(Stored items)
● ● ● ● ● ● ●
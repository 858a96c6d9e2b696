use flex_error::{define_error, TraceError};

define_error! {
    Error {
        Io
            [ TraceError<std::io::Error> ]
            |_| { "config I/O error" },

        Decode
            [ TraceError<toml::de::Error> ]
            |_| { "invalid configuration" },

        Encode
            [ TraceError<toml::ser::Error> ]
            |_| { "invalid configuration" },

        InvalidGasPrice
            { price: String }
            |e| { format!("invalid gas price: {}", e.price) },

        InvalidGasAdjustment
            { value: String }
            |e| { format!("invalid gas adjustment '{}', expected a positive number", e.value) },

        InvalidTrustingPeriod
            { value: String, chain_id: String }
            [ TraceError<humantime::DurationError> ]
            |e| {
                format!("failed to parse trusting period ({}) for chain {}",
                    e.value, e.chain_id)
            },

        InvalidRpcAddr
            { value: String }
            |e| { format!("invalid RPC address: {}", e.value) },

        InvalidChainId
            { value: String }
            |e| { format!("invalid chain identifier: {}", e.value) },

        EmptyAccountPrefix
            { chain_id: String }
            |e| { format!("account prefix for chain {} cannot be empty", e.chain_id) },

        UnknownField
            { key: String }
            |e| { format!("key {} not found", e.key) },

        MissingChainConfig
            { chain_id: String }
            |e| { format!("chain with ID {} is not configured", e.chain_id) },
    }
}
● ● ● ● ● ● ●
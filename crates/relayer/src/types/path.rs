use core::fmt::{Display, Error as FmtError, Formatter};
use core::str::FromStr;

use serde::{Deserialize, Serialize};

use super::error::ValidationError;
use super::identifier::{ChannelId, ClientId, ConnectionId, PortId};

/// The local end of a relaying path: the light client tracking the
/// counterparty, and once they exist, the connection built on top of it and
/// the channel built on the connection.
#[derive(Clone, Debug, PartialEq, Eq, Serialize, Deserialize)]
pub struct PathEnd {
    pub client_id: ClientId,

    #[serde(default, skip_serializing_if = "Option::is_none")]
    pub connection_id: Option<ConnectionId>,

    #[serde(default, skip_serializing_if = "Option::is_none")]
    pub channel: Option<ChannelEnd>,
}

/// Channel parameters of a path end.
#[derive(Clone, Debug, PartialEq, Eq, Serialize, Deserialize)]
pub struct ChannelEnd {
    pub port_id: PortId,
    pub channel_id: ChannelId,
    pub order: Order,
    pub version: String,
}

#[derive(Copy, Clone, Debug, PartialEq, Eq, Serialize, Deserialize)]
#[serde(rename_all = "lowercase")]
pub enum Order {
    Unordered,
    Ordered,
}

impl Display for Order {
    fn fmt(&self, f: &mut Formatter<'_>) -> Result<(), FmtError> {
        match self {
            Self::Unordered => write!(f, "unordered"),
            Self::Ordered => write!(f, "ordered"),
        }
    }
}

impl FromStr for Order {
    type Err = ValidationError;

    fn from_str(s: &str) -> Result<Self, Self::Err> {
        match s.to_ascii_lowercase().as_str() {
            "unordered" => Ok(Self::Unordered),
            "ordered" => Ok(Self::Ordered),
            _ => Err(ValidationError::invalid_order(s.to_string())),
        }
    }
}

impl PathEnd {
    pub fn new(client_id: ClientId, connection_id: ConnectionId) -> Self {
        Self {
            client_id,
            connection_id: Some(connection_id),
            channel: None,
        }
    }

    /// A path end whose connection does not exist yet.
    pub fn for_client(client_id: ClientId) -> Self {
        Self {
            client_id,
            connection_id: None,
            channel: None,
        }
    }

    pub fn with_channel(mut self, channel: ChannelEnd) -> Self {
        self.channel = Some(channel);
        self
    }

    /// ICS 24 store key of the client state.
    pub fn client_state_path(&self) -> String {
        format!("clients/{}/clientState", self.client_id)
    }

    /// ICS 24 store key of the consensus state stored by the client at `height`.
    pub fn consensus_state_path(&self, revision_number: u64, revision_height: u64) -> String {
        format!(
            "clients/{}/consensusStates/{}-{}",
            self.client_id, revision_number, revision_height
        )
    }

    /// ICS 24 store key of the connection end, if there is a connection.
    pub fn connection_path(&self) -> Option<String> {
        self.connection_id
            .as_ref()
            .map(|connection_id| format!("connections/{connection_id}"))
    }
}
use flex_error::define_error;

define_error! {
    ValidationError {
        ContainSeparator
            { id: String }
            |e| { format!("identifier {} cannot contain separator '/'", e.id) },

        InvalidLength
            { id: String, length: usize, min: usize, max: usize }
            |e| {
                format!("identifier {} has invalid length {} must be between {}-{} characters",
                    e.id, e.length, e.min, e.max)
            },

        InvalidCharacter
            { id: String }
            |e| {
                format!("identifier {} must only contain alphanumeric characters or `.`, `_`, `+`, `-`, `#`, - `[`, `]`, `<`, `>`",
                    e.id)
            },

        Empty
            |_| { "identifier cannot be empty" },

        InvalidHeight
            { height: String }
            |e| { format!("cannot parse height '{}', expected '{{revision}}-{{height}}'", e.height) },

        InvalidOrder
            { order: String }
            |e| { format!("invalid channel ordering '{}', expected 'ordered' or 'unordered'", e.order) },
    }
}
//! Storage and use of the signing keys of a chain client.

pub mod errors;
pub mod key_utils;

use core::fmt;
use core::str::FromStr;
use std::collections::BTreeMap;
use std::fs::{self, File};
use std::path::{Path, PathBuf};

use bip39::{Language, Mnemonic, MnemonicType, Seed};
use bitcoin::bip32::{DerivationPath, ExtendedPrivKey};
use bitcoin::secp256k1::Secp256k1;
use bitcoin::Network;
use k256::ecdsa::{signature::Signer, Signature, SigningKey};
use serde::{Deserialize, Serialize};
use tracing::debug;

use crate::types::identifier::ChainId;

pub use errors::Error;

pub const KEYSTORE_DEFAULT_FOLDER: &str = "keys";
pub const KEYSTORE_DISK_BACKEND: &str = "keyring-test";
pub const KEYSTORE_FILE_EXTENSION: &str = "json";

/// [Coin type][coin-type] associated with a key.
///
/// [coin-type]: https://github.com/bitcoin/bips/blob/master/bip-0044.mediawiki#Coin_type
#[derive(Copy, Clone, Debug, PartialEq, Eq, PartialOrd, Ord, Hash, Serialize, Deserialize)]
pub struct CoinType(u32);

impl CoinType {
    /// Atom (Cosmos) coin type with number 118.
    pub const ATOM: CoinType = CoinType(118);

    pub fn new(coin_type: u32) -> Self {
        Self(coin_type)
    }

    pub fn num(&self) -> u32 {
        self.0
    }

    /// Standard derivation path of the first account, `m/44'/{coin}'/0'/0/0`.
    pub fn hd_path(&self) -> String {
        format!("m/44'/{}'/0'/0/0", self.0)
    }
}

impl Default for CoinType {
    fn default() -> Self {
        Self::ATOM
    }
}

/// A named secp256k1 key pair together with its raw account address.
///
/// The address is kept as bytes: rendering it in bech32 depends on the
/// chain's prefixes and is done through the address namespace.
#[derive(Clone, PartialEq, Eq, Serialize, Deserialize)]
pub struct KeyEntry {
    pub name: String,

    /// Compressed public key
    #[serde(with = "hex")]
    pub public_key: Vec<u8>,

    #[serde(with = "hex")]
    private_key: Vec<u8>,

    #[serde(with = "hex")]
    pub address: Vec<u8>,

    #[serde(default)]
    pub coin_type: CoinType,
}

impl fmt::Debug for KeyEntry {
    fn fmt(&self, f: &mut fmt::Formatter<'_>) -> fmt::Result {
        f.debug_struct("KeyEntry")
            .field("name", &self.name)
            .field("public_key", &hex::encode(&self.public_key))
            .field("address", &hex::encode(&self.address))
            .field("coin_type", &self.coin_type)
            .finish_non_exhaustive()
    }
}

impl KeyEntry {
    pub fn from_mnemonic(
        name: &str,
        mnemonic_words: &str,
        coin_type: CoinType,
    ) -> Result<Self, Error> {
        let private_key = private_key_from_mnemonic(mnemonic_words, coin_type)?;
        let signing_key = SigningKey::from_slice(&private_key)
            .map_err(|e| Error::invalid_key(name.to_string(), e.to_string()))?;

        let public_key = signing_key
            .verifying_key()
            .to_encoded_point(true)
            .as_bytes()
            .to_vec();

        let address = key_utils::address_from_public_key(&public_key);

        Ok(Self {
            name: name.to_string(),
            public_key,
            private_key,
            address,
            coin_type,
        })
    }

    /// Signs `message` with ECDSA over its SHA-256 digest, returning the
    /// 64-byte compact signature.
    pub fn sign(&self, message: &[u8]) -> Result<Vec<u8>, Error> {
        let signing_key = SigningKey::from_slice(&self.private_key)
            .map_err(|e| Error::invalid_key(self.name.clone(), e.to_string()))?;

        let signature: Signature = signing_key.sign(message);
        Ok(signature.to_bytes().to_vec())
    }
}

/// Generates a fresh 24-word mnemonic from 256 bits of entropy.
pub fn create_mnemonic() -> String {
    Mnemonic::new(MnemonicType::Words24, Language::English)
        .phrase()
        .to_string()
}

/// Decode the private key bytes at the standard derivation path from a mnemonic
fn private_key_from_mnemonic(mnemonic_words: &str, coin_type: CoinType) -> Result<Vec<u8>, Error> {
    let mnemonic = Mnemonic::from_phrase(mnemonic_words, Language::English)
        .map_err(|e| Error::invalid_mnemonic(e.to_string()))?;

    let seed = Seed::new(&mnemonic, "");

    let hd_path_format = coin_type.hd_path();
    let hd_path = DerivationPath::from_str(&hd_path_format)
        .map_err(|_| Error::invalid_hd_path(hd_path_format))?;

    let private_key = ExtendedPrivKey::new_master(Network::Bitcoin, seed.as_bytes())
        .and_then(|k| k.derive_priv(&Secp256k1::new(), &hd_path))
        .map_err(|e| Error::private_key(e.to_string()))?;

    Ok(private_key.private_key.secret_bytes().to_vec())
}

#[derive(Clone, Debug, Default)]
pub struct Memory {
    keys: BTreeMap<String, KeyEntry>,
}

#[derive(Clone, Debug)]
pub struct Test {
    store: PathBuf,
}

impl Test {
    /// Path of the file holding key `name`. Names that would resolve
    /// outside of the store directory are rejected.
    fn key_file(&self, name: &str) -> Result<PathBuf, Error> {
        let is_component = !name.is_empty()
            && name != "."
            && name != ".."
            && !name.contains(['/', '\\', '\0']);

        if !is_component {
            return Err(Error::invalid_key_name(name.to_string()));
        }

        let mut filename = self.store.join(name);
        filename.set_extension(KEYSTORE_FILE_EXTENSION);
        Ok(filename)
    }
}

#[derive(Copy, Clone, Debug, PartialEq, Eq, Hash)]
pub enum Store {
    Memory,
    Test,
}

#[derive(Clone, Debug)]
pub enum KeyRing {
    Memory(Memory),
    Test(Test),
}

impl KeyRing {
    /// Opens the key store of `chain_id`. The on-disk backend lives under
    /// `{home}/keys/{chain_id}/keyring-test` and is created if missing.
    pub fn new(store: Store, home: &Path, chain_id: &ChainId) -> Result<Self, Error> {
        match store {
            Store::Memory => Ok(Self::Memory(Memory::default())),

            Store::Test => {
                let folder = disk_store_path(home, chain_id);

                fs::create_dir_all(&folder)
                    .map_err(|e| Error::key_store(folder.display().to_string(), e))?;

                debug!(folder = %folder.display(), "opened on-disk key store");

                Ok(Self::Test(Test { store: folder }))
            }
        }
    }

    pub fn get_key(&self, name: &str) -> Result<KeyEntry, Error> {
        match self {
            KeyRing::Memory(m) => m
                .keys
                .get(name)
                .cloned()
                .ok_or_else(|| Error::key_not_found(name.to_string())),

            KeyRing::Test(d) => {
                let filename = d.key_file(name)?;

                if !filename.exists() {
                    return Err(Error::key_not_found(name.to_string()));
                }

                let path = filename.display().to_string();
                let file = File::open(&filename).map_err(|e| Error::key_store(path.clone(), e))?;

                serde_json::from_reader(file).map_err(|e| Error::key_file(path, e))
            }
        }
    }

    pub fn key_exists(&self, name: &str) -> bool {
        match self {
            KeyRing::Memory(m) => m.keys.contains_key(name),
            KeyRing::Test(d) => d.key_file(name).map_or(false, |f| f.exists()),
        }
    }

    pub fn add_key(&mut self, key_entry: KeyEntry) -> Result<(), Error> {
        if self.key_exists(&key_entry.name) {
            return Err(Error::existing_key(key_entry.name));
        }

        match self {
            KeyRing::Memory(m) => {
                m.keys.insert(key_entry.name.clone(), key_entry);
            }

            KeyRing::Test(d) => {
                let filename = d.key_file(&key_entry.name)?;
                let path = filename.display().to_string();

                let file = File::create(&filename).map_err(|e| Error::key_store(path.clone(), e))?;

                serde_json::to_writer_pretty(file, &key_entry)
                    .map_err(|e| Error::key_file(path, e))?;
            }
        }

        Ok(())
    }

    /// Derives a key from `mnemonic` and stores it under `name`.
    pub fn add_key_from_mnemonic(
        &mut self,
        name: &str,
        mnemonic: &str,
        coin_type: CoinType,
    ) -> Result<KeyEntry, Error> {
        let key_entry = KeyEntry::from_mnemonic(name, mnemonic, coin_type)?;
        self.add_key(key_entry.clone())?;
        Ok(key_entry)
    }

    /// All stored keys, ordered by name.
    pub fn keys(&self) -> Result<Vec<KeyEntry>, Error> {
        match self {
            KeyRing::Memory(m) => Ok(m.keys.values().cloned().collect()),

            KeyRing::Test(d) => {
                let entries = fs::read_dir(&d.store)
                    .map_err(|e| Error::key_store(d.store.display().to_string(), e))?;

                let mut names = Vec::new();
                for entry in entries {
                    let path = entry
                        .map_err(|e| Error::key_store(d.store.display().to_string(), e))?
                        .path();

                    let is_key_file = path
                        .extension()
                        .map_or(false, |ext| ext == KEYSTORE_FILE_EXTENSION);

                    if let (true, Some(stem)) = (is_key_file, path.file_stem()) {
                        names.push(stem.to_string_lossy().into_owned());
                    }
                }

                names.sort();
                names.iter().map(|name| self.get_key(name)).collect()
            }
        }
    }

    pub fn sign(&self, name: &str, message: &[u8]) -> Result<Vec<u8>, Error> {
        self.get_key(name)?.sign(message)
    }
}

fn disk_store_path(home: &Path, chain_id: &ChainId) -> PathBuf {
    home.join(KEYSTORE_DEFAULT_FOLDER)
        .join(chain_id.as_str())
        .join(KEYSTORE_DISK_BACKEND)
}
● ● ● ● ● ● ●
### Activity
Wherever a line holds the word "MnemonicType", copy that line out of the entries above.

### Your response
use bip39::{Language, Mnemonic, MnemonicType, Seed};
    Mnemonic::new(MnemonicType::Words24, Language::English)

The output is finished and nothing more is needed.